A thermal simulator was created for semi-infinite model where the layer was subdivided into a mesh grid of  $10 \times 10$  as shown in figure 3.5.



**Figure 3.5**: Mesh grid for the top most layer of the 3D memory modeled as thermally semi-infinite body.

The idea of creating the grid like structure is to mimic the actual architecture of a DRAM memory cell as shown in figure 3.6. This is diagram shows how the memory receives it information from the CPU and open the cells using the row and column decoders. The arrangement in a 3D DRAM is shown where there are multiple banks containing individual bit cells, which generate heat.



Figure 3.6: Electrical Architecture of access inside a 3D DRAM[21]

Incorporating the derivation from section 2.2 for the semi-infinite body into the mesh grid from figure 3.5, the results generated are used to understand the behavior of 3D memory cell under the influence of a read and write operation. This first case is presented where only the first row of the memory cell is accessed. Only 4 cells in the bank are accessed, which are each supplied 10 W for 0.1 sec. As can be seen from figure 3.7, the cells with the highest temperature rises are patches 1, 10. The reason being that they are located are adiabatic edges of the bank and have the influence of both the x and y direction adiabatic sides. In the figure 3.7, the results shown are for two randomly generated cases, i.e. the patches 1,5,8,10 are accessed randomly in both cases. In both the figures the temperature rise is irrespective of the which cell is accessed first, as the temperature of patches 1 and 10 are always the highest.
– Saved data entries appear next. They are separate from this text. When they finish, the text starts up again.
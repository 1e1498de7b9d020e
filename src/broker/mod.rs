//! Topic publish/subscribe over a shared exchange.
//!
//! - **Transport**: [`Connector`] / [`Channel`] implemented for RabbitMQ
//!   ([`AmqpConnector`]) and in process ([`InMemoryBroker`]).
//! - **Client**: [`BrokerClient`] owns the connection and its bounded
//!   startup retry.
//! - **Publishing**: [`EventPublisher`], fire-and-forget JSON.
//! - **Consuming**: [`EventConsumer`] runs one sequential loop per
//!   subscription with timeout, in-place retry and a dead-letter log.

mod amqp;
mod client;
mod consumer;
mod dead_letter;
mod memory;
mod publisher;
mod topic;
mod transport;

use std::sync::Arc;

pub use amqp::AmqpConnector;
pub use client::{BrokerClient, RetryPolicy};
pub use consumer::{DeliveryPolicy, EventConsumer, EventHandler, SubscriptionHandle, first_lost};
pub use dead_letter::{DeadLetter, DeadLetterEntry, DeadLetterLog, DeadLetterReason};
pub use memory::InMemoryBroker;
pub use publisher::EventPublisher;
pub use topic::topic_matches;
pub use transport::{Acker, BrokerError, Channel, Connector, Delivery, QueueSubscription};

/// URL selecting the in-process broker.
pub const MEMORY_URL: &str = "memory://";

/// Pick a connector for `url`: `memory://` stays in process, anything else is
/// dialed over AMQP.
pub fn connector_for(url: &str) -> Arc<dyn Connector> {
    if url == MEMORY_URL {
        Arc::new(InMemoryBroker::new())
    } else {
        Arc::new(AmqpConnector::new(url))
    }
}
use async_trait::async_trait;
use time::OffsetDateTime;
use uuid::Uuid;

use crate::application::repos::{MediaRepo, RepoError};
use crate::domain::entities::MediaRecord;

use super::{PostgresRepositories, map_sqlx_error};

#[derive(sqlx::FromRow)]
struct MediaRow {
    id: Uuid,
    public_id: String,
    original_name: String,
    mime_type: String,
    user_id: String,
    url: String,
    created_at: OffsetDateTime,
}

impl From<MediaRow> for MediaRecord {
    fn from(row: MediaRow) -> Self {
        Self {
            id: row.id,
            public_id: row.public_id,
            original_name: row.original_name,
            mime_type: row.mime_type,
            user_id: row.user_id,
            url: row.url,
            created_at: row.created_at,
        }
    }
}

#[async_trait]
impl MediaRepo for PostgresRepositories {
    async fn insert_media(&self, record: &MediaRecord) -> Result<(), RepoError> {
        sqlx::query(
            r#"
            INSERT INTO media (id, public_id, original_name, mime_type, user_id, url, created_at)
            VALUES ($1, $2, $3, $4, $5, $6, $7)
            "#,
        )
        .bind(record.id)
        .bind(&record.public_id)
        .bind(&record.original_name)
        .bind(&record.mime_type)
        .bind(&record.user_id)
        .bind(&record.url)
        .bind(record.created_at)
        .execute(self.pool())
        .await
        .map_err(map_sqlx_error)?;
        Ok(())
    }

    async fn find_media(&self, id: Uuid) -> Result<Option<MediaRecord>, RepoError> {
        let row = sqlx::query_as::<_, MediaRow>(
            r#"
            SELECT id, public_id, original_name, mime_type, user_id, url, created_at
            FROM media
            WHERE id = $1
            "#,
        )
        .bind(id)
        .fetch_optional(self.pool())
        .await
        .map_err(map_sqlx_error)?;

        Ok(row.map(MediaRecord::from))
    }

    async fn delete_media(&self, id: Uuid) -> Result<bool, RepoError> {
        let result = sqlx::query("DELETE FROM media WHERE id = $1")
            .bind(id)
            .execute(self.pool())
            .await
            .map_err(map_sqlx_error)?;

        Ok(result.rows_affected() > 0)
    }
}
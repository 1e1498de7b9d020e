//! Topic-exchange routing: dot-separated words, `*` matches exactly one word,
//! `#` matches zero or more.

pub fn topic_matches(pattern: &str, routing_key: &str) -> bool {
    let pattern: Vec<&str> = pattern.split('.').collect();
    let key: Vec<&str> = if routing_key.is_empty() {
        Vec::new()
    } else {
        routing_key.split('.').collect()
    };
    matches_words(&pattern, &key)
}

fn matches_words(pattern: &[&str], key: &[&str]) -> bool {
    match pattern.split_first() {
        None => key.is_empty(),
        Some((&"#", rest)) => (0..=key.len()).any(|skip| matches_words(rest, &key[skip..])),
        Some((&word, rest)) => match key.split_first() {
            Some((&head, tail)) => (word == "*" || word == head) && matches_words(rest, tail),
            None => false,
        },
    }
}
Since the power supplied to each patch is 10 W, the peak temperature rise from these patches is 60 C. From figure 3.7 it can be seen that there is some latency between the access of the cells, which is generally not the realistic case, since the row and column

decoders signal the cells to read and write sequentially without any latency as it will slow the process of operation.



Figure 3.7 Thermal simulator case 1 for the semi-infinite model.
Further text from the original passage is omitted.